Mössbauer Spectroscopy - P. Adler

Mössbauer spectroscopy is based on the recoil-free nuclear resonance absorption of γ radiation. This so-called Mössbauer effect was discovered in 1958 by Rudolf L. Mößbauer (1929 – 2011) within the framework of his PhD thesis. He obtained the Nobel prize in physics in 1961.

The application of Mössbauer spectroscopy in solid state and materials research takes advantage of the hyperfine interactions, i.e. the interactions between the electronic shell and the nuclear charge distribution which are sensitive to the chemical environment. The most important parameters extracted from the spectra are the isomer shift, the quadrupole splitting, and the magnetic hyperfine field. Mössbauer spectroscopy is a local probe which supplements the information from scattering techniques and yields information on oxidation states and chemical bonding, coordination environments, magnetic ordering phenomena, and dynamical effects.

At present one Mössbauer measuring station for 57Fe Mössbauer spectroscopy is available which consists of a WissEl Mössbauer spectrometer, a 57Co/Rh source, and a Janis closed cycle refrigerator cryostat (SHI-850-5) for experiments between 5 and 300 K. 

Several materials of contemporary interest in solid state and materials science are studied, for instance iron-based superconductors like FeSe, magnetic Heusler alloys, and transition metal oxides, in particular double perovskites like the magnetically frustrated antiferromagnet Sr2FeOsO6.

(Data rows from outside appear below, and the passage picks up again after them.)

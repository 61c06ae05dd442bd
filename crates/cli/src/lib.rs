pub mod cli;
pub mod history;
pub mod state;
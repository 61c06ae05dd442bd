//! Byte-size estimation for messages.
//!
//! Text is measured in UTF-8 bytes, attachments by the length of their
//! base64 string. The formatted estimate multiplies the raw figure by an
//! inflation factor to cover JSON wrapping; it is an upper bound only.

use bt_domain::message::{Attachment, Message};

/// Raw size: UTF-8 text bytes plus base64 payload lengths.
pub fn estimate(message: &Message) -> usize {
    message.text().len()
        + message
            .attachments
            .iter()
            .map(Attachment::payload_len)
            .sum::<usize>()
}

/// Estimated size of the message once wrapped in its wire form.
pub fn estimate_formatted(message: &Message, inflation_factor: f64) -> usize {
    inflate(estimate(message), inflation_factor)
}

pub fn inflate(raw: usize, inflation_factor: f64) -> usize {
    (raw as f64 * inflation_factor).ceil() as usize
}
//! History budgeting.
//!
//! Walks the history newest-first and greedily commits messages while they
//! fit, degrading each one (full → text-only → tail-truncated text) before
//! giving up. The first message that cannot fit stops the walk: everything
//! older is dropped so the selected history stays contiguous.

use crate::degrade::{strip_attachments, truncate_text};
use crate::size::{estimate, estimate_formatted};
use bt_domain::config::BudgetConfig;
use bt_domain::message::Message;
use serde::{Deserialize, Serialize};

/// What happened to one history message.
#[derive(Debug, Clone, Copy, PartialEq, Eq, Serialize, Deserialize)]
#[serde(rename_all = "snake_case")]
pub enum Outcome {
    Kept,
    Stripped,
    Truncated,
    Dropped,
}

/// Result of [`select`].
#[derive(Debug, Clone)]
pub struct Selection {
    /// Accepted messages, oldest first.
    pub messages: Vec<Message>,
    /// Formatted bytes committed by the accepted messages.
    pub committed_bytes: usize,
    /// One entry per input message, in input order.
    pub outcomes: Vec<Outcome>,
}

/// Per-call accumulator. Created fresh for every selection.
struct BudgetState {
    committed: usize,
    /// Newest first while walking.
    accepted: Vec<Message>,
    outcomes: Vec<Outcome>,
}

impl BudgetState {
    fn new(len: usize) -> Self {
        Self {
            committed: 0,
            accepted: Vec::new(),
            outcomes: vec![Outcome::Dropped; len],
        }
    }

    fn accept(&mut self, index: usize, candidate: Candidate) {
        self.committed += candidate.size;
        self.outcomes[index] = candidate.outcome;
        self.accepted.push(candidate.message);
    }

    fn finish(mut self) -> Selection {
        self.accepted.reverse();
        Selection {
            messages: self.accepted,
            committed_bytes: self.committed,
            outcomes: self.outcomes,
        }
    }
}

struct Candidate {
    message: Message,
    size: usize,
    outcome: Outcome,
}

/// Select the newest contiguous run of `history` that fits in `budget` bytes.
pub fn select(history: &[Message], budget: usize, config: &BudgetConfig) -> Selection {
    let mut state = BudgetState::new(history.len());

    for (index, message) in history.iter().enumerate().rev() {
        let remaining = budget.saturating_sub(state.committed);
        match fit(message, remaining, config) {
            Some(candidate) => {
                if candidate.outcome != Outcome::Kept {
                    tracing::debug!(
                        index,
                        outcome = ?candidate.outcome,
                        size = candidate.size,
                        "history message degraded to fit budget"
                    );
                }
                state.accept(index, candidate);
            }
            None => {
                tracing::debug!(
                    index,
                    older_dropped = index,
                    remaining,
                    "history message does not fit, stopping"
                );
                break;
            }
        }
    }

    state.finish()
}

/// Try the message at decreasing fidelity; `None` when nothing fits.
fn fit(message: &Message, remaining: usize, config: &BudgetConfig) -> Option<Candidate> {
    let factor = config.inflation_factor;

    let size = estimate_formatted(message, factor);
    if size <= remaining {
        return Some(Candidate {
            message: message.clone(),
            size,
            outcome: Outcome::Kept,
        });
    }

    let stripped = if message.has_attachments() {
        let stripped = strip_attachments(message);
        let size = estimate_formatted(&stripped, factor);
        if size <= remaining {
            return Some(Candidate {
                message: stripped,
                size,
                outcome: Outcome::Stripped,
            });
        }
        stripped
    } else {
        message.clone()
    };

    if estimate(&stripped) > config.truncation_threshold_bytes {
        let truncated = truncate_text(&stripped, config.truncate_keep_chars);
        let size = estimate_formatted(&truncated, factor);
        if size <= remaining {
            return Some(Candidate {
                message: truncated,
                size,
                outcome: Outcome::Truncated,
            });
        }
    }

    None
}
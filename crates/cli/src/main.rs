use bt_cli::cli::chat::ChatArgs;
use bt_cli::cli::{Cli, Command, ConfigCommand};
use bt_payload::TurnFlags;
use clap::Parser;
use tracing_subscriber::EnvFilter;

#[tokio::main]
async fn main() -> anyhow::Result<()> {
    let cli = Cli::parse();
    init_cli_tracing();

    let (config, config_path) = bt_cli::cli::load_config()?;

    match cli.command {
        Command::Chat {
            message,
            history,
            persona,
            model,
            study,
            thoughts,
            search,
            json,
        } => {
            let args = ChatArgs {
                message,
                history,
                persona,
                model,
                flags: TurnFlags {
                    study_mode: study,
                    show_thoughts: thoughts,
                    search_requested: search,
                },
                json,
            };
            bt_cli::cli::chat::chat(config, args).await
        }
        Command::Payload {
            history,
            persona,
            body,
        } => bt_cli::cli::payload::payload(&config, &history, persona.as_deref(), body),
        Command::Models { provider } => {
            bt_cli::cli::models::models(&config, provider.as_deref()).await
        }
        Command::Title { prompt } => bt_cli::cli::title::title(&config, &prompt).await,
        Command::Config(ConfigCommand::Validate) => {
            if !bt_cli::cli::config::validate(&config, &config_path) {
                std::process::exit(1);
            }
            Ok(())
        }
        Command::Config(ConfigCommand::Show) => bt_cli::cli::config::show(&config),
    }
}

/// Compact, human-readable logs on stderr. `RUST_LOG` overrides the level.
fn init_cli_tracing() {
    tracing_subscriber::fmt()
        .with_env_filter(
            EnvFilter::try_from_default_env().unwrap_or_else(|_| EnvFilter::new("warn")),
        )
        .with_writer(std::io::stderr)
        .compact()
        .init();
}
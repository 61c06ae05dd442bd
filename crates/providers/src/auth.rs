//! Credential pool and rotation cursor.
//!
//! [`CredentialPool`] holds the resolved API keys for one provider in a
//! fixed order. [`RotationCursor`] remembers which key last succeeded; it is
//! owned by the caller and passed by `&mut` to the executor, so it can be
//! persisted between invocations.

use bt_domain::config::AuthConfig;
use bt_domain::error::{Error, Result};
use serde::{Deserialize, Serialize};

/// Ordered, non-empty list of API keys.
#[derive(Clone)]
pub struct CredentialPool {
    keys: Vec<String>,
}

impl CredentialPool {
    /// Build a pool from raw keys. Blank entries and duplicates are dropped.
    ///
    /// # Errors
    ///
    /// Returns an error if no usable key remains.
    pub fn new(keys: Vec<String>) -> Result<Self> {
        let mut unique: Vec<String> = Vec::with_capacity(keys.len());
        for key in keys {
            let key = key.trim().to_string();
            if !key.is_empty() && !unique.contains(&key) {
                unique.push(key);
            }
        }
        if unique.is_empty() {
            return Err(Error::Auth(
                "credential pool requires at least one API key".into(),
            ));
        }
        Ok(Self { keys: unique })
    }

    /// Build a pool from an [`AuthConfig`].
    ///
    /// Resolution order:
    /// 1. If `auth.keys` is non-empty, read each named env var; every value
    ///    may hold several keys separated by commas or newlines.
    /// 2. Else resolve the single `key` / keychain / `env` source, which may
    ///    itself be a separated list.
    pub fn from_auth_config(auth: &AuthConfig) -> Result<Self> {
        let raw = if !auth.keys.is_empty() {
            let mut collected = Vec::new();
            for env_name in &auth.keys {
                match std::env::var(env_name) {
                    Ok(val) if !val.trim().is_empty() => collected.extend(split_key_list(&val)),
                    _ => {
                        return Err(Error::Auth(format!(
                            "environment variable '{}' not set or empty \
                             (from auth.keys list)",
                            env_name
                        )));
                    }
                }
            }
            collected
        } else {
            split_key_list(&crate::util::resolve_api_key(auth)?)
        };

        Self::new(raw)
    }

    pub fn len(&self) -> usize {
        self.keys.len()
    }

    /// Always false for a constructed pool.
    pub fn is_empty(&self) -> bool {
        self.keys.is_empty()
    }

    /// The credential at `index`, wrapped into range.
    pub fn credential(&self, index: usize) -> Credential {
        let index = index % self.keys.len();
        Credential {
            index,
            key: self.keys[index].clone(),
        }
    }

    /// Loggable suffix of the key at `index`.
    pub fn suffix(&self, index: usize) -> String {
        key_suffix(&self.keys[index % self.keys.len()])
    }
}

// Manual Debug impl to avoid leaking key values.
impl std::fmt::Debug for CredentialPool {
    fn fmt(&self, f: &mut std::fmt::Formatter<'_>) -> std::fmt::Result {
        let suffixes: Vec<String> = self.keys.iter().map(|k| key_suffix(k)).collect();
        f.debug_struct("CredentialPool")
            .field("key_count", &self.keys.len())
            .field("suffixes", &suffixes)
            .finish()
    }
}

/// A key handed to one attempt, with its position in the pool.
#[derive(Clone)]
pub struct Credential {
    pub index: usize,
    pub key: String,
}

impl std::fmt::Debug for Credential {
    fn fmt(&self, f: &mut std::fmt::Formatter<'_>) -> std::fmt::Result {
        f.debug_struct("Credential")
            .field("index", &self.index)
            .field("key", &key_suffix(&self.key))
            .finish()
    }
}

/// Index of the key to try first. Updated to the succeeding key after
/// every successful call.
#[derive(Debug, Clone, Copy, Default, PartialEq, Eq, Serialize, Deserialize)]
pub struct RotationCursor {
    pub index: usize,
}

impl RotationCursor {
    pub fn new(index: usize) -> Self {
        Self { index }
    }

    /// First index to try in a pool of `len` keys.
    pub fn start(&self, len: usize) -> usize {
        if len == 0 {
            0
        } else {
            self.index % len
        }
    }
}

/// Split a raw value holding one or more keys separated by commas or
/// newlines.
pub fn split_key_list(raw: &str) -> Vec<String> {
    raw.split(|c| c == ',' || c == '\n' || c == '\r')
        .map(str::trim)
        .filter(|k| !k.is_empty())
        .map(String::from)
        .collect()
}

/// Last four characters of a key, for logs (`…abcd`). Keys too short to
/// keep anything hidden are fully masked.
pub fn key_suffix(key: &str) -> String {
    let chars: Vec<char> = key.chars().collect();
    if chars.len() <= 4 {
        return "…****".to_string();
    }
    let tail: String = chars[chars.len() - 4..].iter().collect();
    format!("…{tail}")
}

// ━━━━━━━━━━━━━━━━━━━━━━━━━━━━━━━━━━━━━━━━━━━━━━━━━━━━━━━━━━━━━━━━━━
// Tests
// ━━━━━━━━━━━━━━━━━━━━━━━━━━━━━━━━━━━━━━━━━━━━━━━━━━━━━━━━━━━━━━━━━━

A recent development is the use of synchrotron radiation for exciting the respective nuclear transition of a Mössbauer isotope. Experiments can be performed in the time domain (nuclear forward scattering, NFS) or in the energy domain as in conventional laboratory Mössbauer experiments (synchrotron  Mössbauer source, SMS, spectroscopy). Synchrotron-based Mössbauer techniques are particularly versatile for studies of thin films and for high-pressure studies in diamond anvil cells. In the latter the high brilliance of the synchrotron radiation and the absence of a non-resonant background allow an unprecedented quality of spectra and drastic reduction of typical data collection times from days to hours. In collaboration with the high pressure group we have performed high-pressure SMS studies on magnetic compounds at beamline ID18 of ESRF (European Synchrotron Radiation Facility, Grenoble).